> [EXERCISE AIM]
"in Multiple Lists)." appears in one line of the records below. Output that line and each one after it, exactly, through the last line.

> [AVAILABLE RECORDS]
-- Opening Marker --
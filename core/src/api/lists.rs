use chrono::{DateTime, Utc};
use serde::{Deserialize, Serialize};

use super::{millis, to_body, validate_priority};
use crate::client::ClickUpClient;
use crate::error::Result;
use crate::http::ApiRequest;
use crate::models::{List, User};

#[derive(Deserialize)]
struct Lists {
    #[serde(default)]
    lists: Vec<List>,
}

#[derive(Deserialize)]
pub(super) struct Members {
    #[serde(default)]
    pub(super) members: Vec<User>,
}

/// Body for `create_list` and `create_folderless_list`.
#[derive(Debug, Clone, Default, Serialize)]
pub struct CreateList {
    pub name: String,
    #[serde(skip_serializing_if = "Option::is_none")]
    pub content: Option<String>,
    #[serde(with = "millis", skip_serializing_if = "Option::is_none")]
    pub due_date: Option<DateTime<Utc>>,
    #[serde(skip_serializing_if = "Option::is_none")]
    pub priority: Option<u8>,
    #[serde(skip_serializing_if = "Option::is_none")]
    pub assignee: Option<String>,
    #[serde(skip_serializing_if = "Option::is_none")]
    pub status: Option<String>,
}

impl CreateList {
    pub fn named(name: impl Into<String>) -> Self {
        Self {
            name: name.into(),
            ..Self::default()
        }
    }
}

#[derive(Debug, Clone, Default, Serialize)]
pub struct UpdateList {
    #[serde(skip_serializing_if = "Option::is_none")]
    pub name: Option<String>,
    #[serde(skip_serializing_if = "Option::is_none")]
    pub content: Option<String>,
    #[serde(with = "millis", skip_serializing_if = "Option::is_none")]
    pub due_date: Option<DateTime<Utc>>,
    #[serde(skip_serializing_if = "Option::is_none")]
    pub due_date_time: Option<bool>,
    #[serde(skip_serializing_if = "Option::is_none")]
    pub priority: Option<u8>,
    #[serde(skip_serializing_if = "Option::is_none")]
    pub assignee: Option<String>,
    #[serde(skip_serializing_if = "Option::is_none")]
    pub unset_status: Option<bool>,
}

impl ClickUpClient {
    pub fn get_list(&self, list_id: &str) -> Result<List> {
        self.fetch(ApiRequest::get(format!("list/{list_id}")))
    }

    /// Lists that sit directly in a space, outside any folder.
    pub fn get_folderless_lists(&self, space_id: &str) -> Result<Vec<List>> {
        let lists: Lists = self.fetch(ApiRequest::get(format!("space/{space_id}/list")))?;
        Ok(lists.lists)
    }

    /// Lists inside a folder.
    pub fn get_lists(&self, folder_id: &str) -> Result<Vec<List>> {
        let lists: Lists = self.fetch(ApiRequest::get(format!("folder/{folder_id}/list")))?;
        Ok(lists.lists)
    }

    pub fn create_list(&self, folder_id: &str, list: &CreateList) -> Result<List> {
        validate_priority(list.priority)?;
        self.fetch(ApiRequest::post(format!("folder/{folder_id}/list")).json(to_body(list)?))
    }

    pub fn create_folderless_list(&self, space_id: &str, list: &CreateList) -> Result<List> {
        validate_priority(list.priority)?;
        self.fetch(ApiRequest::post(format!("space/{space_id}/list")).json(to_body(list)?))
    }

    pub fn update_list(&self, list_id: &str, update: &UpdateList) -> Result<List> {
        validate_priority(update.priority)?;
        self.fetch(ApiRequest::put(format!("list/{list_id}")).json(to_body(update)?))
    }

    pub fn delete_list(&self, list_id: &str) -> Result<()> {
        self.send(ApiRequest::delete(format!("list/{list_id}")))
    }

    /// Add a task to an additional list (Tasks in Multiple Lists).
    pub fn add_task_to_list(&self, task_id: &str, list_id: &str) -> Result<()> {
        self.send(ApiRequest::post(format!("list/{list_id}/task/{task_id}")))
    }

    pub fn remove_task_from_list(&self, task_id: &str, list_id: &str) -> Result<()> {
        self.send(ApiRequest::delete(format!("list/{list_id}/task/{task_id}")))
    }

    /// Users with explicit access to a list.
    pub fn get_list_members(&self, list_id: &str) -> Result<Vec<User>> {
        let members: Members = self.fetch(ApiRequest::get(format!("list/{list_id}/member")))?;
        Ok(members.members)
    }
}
-- Closing Marker --
> [ANSWER SPACE]
    /// Add a task to an additional list (Tasks in Multiple Lists).
    pub fn add_task_to_list(&self, task_id: &str, list_id: &str) -> Result<()> {
        self.send(ApiRequest::post(format!("list/{list_id}/task/{task_id}")))
    }

    pub fn remove_task_from_list(&self, task_id: &str, list_id: &str) -> Result<()> {
        self.send(ApiRequest::delete(format!("list/{list_id}/task/{task_id}")))
    }

    /// Users with explicit access to a list.
    pub fn get_list_members(&self, list_id: &str) -> Result<Vec<User>> {
        let members: Members = self.fetch(ApiRequest::get(format!("list/{list_id}/member")))?;
        Ok(members.members)
    }
}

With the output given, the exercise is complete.